In 2008, African-American conductor Jeri Lynne Johnson founded Black Pearl Chamber Orchestra, an ensemble of classically trained musicians from diverse cultures and ethnicities as a model for the 21st century. She shared with WRTI's Susan Lewis her thoughts about the possibilities for change in classical music culture.


Jeri Lynne Johnson graduated from Wellesley College and the University of Chicago; she's won conducting fellowships and counts Simon Rattle, Marin Alsop, and Daniel Barenboim as mentors. She's conducted symphony orchestras around the world, collaborated with musicians of other genres, and created Black Pearl Chamber Orchestra as an ensemble that reflected the multiculturalism of the community.

"Gustav Mahler said a symphony must be like the world. I took that to a symphony; a symphony orchestra must be like the world. It should contain everyone."

In our conversation on June 2nd, Johnson expressed her distress at the deaths of George Floyd, Ahamaud Arbery, and Brianna Taylor and others, and her thoughts about the social unrest that has followed.

"My first response, once I saw the sadness and anger boil over into action, the very famous poem by Langston Hughes called Harlem came to mind and what happens to a dream deferred."

"The pandemic has ended a lot of people's plans, no matter what your race, color, culture, or creed is. Then you add on top of that the violence against people of color, especially black men and women. What you're seeing is the explosion of these dreams deferred. That was my first thought."

"I'm just as human, and outraged by these occurrences as any other.

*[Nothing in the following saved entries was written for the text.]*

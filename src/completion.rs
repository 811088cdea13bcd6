//! Completion API bindings
//!
//! Both providers sit behind [`CompletionClient`] so the handler never knows
//! which remote service produced the answer.

use crate::config::{Config, GenerationParams, ProviderConfig};
use crate::error::QueryError;
use async_trait::async_trait;
use reqwest::Client;
use serde::{Deserialize, Serialize};
use std::sync::Arc;
use tracing::warn;

const ANTHROPIC_VERSION: &str = "2023-06-01";

/// One prompt plus the fixed generation parameters
#[derive(Debug, Clone)]
pub struct CompletionRequest {
    pub prompt: String,
    pub params: GenerationParams,
}

/// A remote text-generation service
#[async_trait]
pub trait CompletionClient: Send + Sync {
    /// Sends the prompt and returns the raw completion text.
    ///
    /// A non-success status is reported as [`QueryError::Upstream`].
    async fn complete(&self, request: &CompletionRequest) -> Result<String, QueryError>;

    /// Provider name for logging
    fn name(&self) -> &str;
}

/// Builds the client selected by the configuration.
pub fn client_from_config(config: &Config) -> Arc<dyn CompletionClient> {
    match &config.provider {
        ProviderConfig::Anthropic { api_key, api_url } => {
            Arc::new(AnthropicClient::new(api_key.clone(), api_url.clone()))
        }
        ProviderConfig::Ollama { api_key, base_url } => {
            Arc::new(OllamaClient::new(api_key.clone(), base_url.clone()))
        }
    }
}

/// Reads the body and turns a non-success status into an upstream error.
///
/// The upstream status wins even when its body cannot be read.
async fn read_success_body(response: reqwest::Response) -> Result<String, QueryError> {
    let status = response.status();
    if !status.is_success() {
        let body = response.text().await.unwrap_or_else(|e| {
            warn!(status = status.as_u16(), "Failed to read upstream error body: {}", e);
            String::new()
        });
        return Err(QueryError::Upstream {
            status: status.as_u16(),
            body,
        });
    }
    Ok(response.text().await?)
}

// ============================================================================
// Anthropic
// ============================================================================

/// Anthropic text completions API client
pub struct AnthropicClient {
    client: Client,
    api_key: String,
    api_url: String,
}

#[derive(Debug, Serialize)]
struct AnthropicRequest<'a> {
    prompt: &'a str,
    model: &'a str,
    max_tokens_to_sample: u32,
    temperature: f32,
}

#[derive(Debug, Deserialize)]
struct AnthropicResponse {
    #[serde(default)]
    completion: String,
}

impl AnthropicClient {
    pub fn new(api_key: impl Into<String>, api_url: impl Into<String>) -> Self {
        Self {
            client: Client::new(),
            api_key: api_key.into(),
            api_url: api_url.into(),
        }
    }

    fn request_body(request: &CompletionRequest) -> AnthropicRequest<'_> {
        AnthropicRequest {
            prompt: &request.prompt,
            model: &request.params.model,
            max_tokens_to_sample: request.params.max_tokens_to_sample,
            temperature: request.params.temperature,
        }
    }

    fn parse_completion(body: &str) -> Result<String, QueryError> {
        let parsed: AnthropicResponse = serde_json::from_str(body)?;
        Ok(parsed.completion)
    }
}

#[async_trait]
impl CompletionClient for AnthropicClient {
    async fn complete(&self, request: &CompletionRequest) -> Result<String, QueryError> {
        let response = self
            .client
            .post(&self.api_url)
            .header("content-type", "application/json")
            .header("x-api-key", &self.api_key)
            .header("anthropic-version", ANTHROPIC_VERSION)
            .json(&Self::request_body(request))
            .send()
            .await?;

        let body = read_success_body(response).await?;
        Self::parse_completion(&body)
    }

    fn name(&self) -> &str {
        "anthropic"
    }
}

// ============================================================================
// Ollama
// ============================================================================

/// Ollama generate API client
pub struct OllamaClient {
    client: Client,
    api_key: Option<String>,
    base_url: String,
}

#[derive(Debug, Serialize)]
struct OllamaRequest<'a> {
    model: &'a str,
    prompt: &'a str,
    stream: bool,
    options: OllamaOptions,
}

#[derive(Debug, Serialize)]
struct OllamaOptions {
    num_predict: u32,
    temperature: f32,
}

#[derive(Debug, Deserialize)]
struct OllamaResponse {
    #[serde(default)]
    response: String,
}

impl OllamaClient {
    pub fn new(api_key: Option<String>, base_url: impl Into<String>) -> Self {
        Self {
            client: Client::new(),
            api_key,
            base_url: base_url.into(),
        }
    }

    fn request_body(request: &CompletionRequest) -> OllamaRequest<'_> {
        OllamaRequest {
            model: &request.params.model,
            prompt: &request.prompt,
            stream: false,
            options: OllamaOptions {
                num_predict: request.params.max_tokens_to_sample,
                temperature: request.params.temperature,
            },
        }
    }

    fn parse_completion(body: &str) -> Result<String, QueryError> {
        let parsed: OllamaResponse = serde_json::from_str(body)?;
        Ok(parsed.response)
    }
}

#[async_trait]
impl CompletionClient for OllamaClient {
    async fn complete(&self, request: &CompletionRequest) -> Result<String, QueryError> {
        let url = format!("{}/api/generate", self.base_url.trim_end_matches('/'));
        let mut builder = self
            .client
            .post(url)
            .header("content-type", "application/json")
            .json(&Self::request_body(request));
        if let Some(key) = &self.api_key {
            builder = builder.bearer_auth(key);
        }

        let body = read_success_body(builder.send().await?).await?;
        Self::parse_completion(&body)
    }

    fn name(&self) -> &str {
        "ollama"
    }
}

I've sort of trained myself over years to use that negative energy, that anger, that rage, and transform it into something that I can use to create good."

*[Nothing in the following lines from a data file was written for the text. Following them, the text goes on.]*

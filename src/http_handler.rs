use crate::completion::{CompletionClient, CompletionRequest};
use crate::config::GenerationParams;
use crate::error::QueryError;
use crate::knowledge::KnowledgeBase;
use lambda_http::http::{header, HeaderValue, Method, StatusCode};
use lambda_http::{Body, Error, Request, Response};
use serde::{Deserialize, Serialize};
use serde_json::error::Category;
use std::sync::Arc;
use tracing::{error, info, warn};

const ALLOWED_METHODS: &str = "POST, OPTIONS";
const ALLOWED_HEADERS: &str = "Content-Type, x-api-key, anthropic-version";

/// Everything a handler instance needs, built once during cold start
pub struct AppState {
    pub knowledge: KnowledgeBase,
    pub completion: Arc<dyn CompletionClient>,
    pub params: GenerationParams,
}

/// Incoming request payload
#[derive(Deserialize)]
struct QueryRequest {
    /// The user's question
    #[serde(default)]
    user_query: Option<String>,
}

/// Successful answer payload
#[derive(Debug, PartialEq, Serialize)]
pub struct QueryReply {
    #[serde(rename = "aiReply")]
    pub ai_reply: String,
}

/// Error response payload
#[derive(Serialize)]
struct ErrorResponse {
    error: String,
}

/// Lambda handler function.
///
/// Answers CORS preflight requests directly; everything else goes through
/// [`answer_query`] and [`into_response`].
pub async fn function_handler(
    state: Arc<AppState>,
    event: Request,
) -> Result<Response<Body>, Error> {
    if event.method() == Method::OPTIONS {
        return Ok(preflight_response());
    }

    let result = answer_query(&state, event.body()).await;
    Ok(into_response(result))
}

/// Validates the body, builds the prompt and calls the completion API once.
pub async fn answer_query(state: &AppState, body: &[u8]) -> Result<QueryReply, QueryError> {
    let question = parse_query(body)?;

    let request = CompletionRequest {
        prompt: state.knowledge.build_prompt(&question),
        params: state.params.clone(),
    };

    info!(
        provider = state.completion.name(),
        query_len = question.len(),
        prompt_len = request.prompt.len(),
        "Calling completion API"
    );

    let completion = state.completion.complete(&request).await?;

    Ok(QueryReply {
        ai_reply: completion.trim().to_string(),
    })
}

/// Extracts the trimmed question from the request body.
///
/// An empty body counts as `{}`. Syntax errors are unexpected failures, while
/// well-formed JSON with the wrong shape is the caller's fault.
fn parse_query(body: &[u8]) -> Result<String, QueryError> {
    let body: &[u8] = if body.trim_ascii().is_empty() { b"{}" } else { body };

    let request: QueryRequest = serde_json::from_slice(body).map_err(|e| match e.classify() {
        Category::Data => QueryError::Client(format!("Invalid request body: {e}")),
        _ => QueryError::Unexpected(format!("Invalid JSON: {e}")),
    })?;

    let question = request.user_query.as_deref().unwrap_or_default().trim();
    if question.is_empty() {
        return Err(QueryError::Client("Missing 'user_query'".to_string()));
    }

    Ok(question.to_string())
}

/// Maps the outcome of [`answer_query`] to an HTTP response.
pub fn into_response(result: Result<QueryReply, QueryError>) -> Response<Body> {
    match result {
        Ok(reply) => match serde_json::to_string(&reply) {
            Ok(body) => {
                info!(reply_len = reply.ai_reply.len(), "Answer generated successfully");
                json_response(StatusCode::OK, body)
            }
            Err(e) => error_from_query_error(&QueryError::from(e)),
        },
        Err(err) => {
            if err.is_client_error() {
                warn!("Rejected query: {}", err);
            } else {
                error!("Query failed: {}", err);
            }
            error_from_query_error(&err)
        }
    }
}

/// Helper function to create error responses from QueryError
fn error_from_query_error(err: &QueryError) -> Response<Body> {
    let status =
        StatusCode::from_u16(err.status_code()).unwrap_or(StatusCode::INTERNAL_SERVER_ERROR);
    let body = serde_json::to_string(&ErrorResponse {
        error: err.user_message(),
    })
    .unwrap_or_else(|_| r#"{"error":"Unknown error"}"#.to_string());

    json_response(status, body)
}

fn json_response(status: StatusCode, body: String) -> Response<Body> {
    let mut response = cors_response(status, Body::from(body));
    response.headers_mut().insert(
        header::CONTENT_TYPE,
        HeaderValue::from_static("application/json"),
    );
    response
}

fn preflight_response() -> Response<Body> {
    let mut response = cors_response(StatusCode::OK, Body::Empty);
    let headers = response.headers_mut();
    headers.insert(
        header::ACCESS_CONTROL_ALLOW_METHODS,
        HeaderValue::from_static(ALLOWED_METHODS),
    );
    headers.insert(
        header::ACCESS_CONTROL_ALLOW_HEADERS,
        HeaderValue::from_static(ALLOWED_HEADERS),
    );
    response
}

fn cors_response(status: StatusCode, body: Body) -> Response<Body> {
    let mut response = Response::new(body);
    *response.status_mut() = status;
    response.headers_mut().insert(
        header::ACCESS_CONTROL_ALLOW_ORIGIN,
        HeaderValue::from_static("*"),
    );
    response
}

A self-described 'citizen artist,' Johnson founded Black Pearl Chamber Orchestra "with a very strong sense of social justice."

"We as artists, not just as individual artists, but those of us in power at institutions need to now get off the sidelines and act. ...When I look at where America is right now in this moment with the pandemic and reeling from the injustice that we saw wrought upon George Floyd, what we need to consider as we near USA, 250, is, what is our role as arts institutions in a democracy, in a functioning democracy? ...Artists, I think, no longer have the luxury to stand apart and aside from these matters."

Johnson says arts institutions must get involved in creating systemic change. "That to me means we have to work to democratize creativity. ...We have to transform from being gatekeepers of an artistic product to being facilitators of the creative process for the citizens, because that ability to imagine, and then to act on that imagination is something that was protected and enshrined in this country, by the framers."

It's there, upfront, in the Declaration of Independence written by Thomas Jefferson in 1776:

We hold these truths to be self evident that all men are created equal, that they are endowed by the creator with certain unalienable rights, that among these are Life, Liberty and the Pursuit of Happiness.

" Life, Liberty, and the Pursuit of Happiness is to me, creativity and your ability to imagine your best life ... to imagine what it is that you want to be, and then to have the ability and the opportunity to pursue that."

Black Pearl Chamber Orchestra embraces diversity in its musicians, board, staff and the music it plays.

A couple of works Johnson recommends for this time: Lyric for Strings by Dr. George Walker (1922-2018), and Source Code by contemporary composer Jessie Montgomery.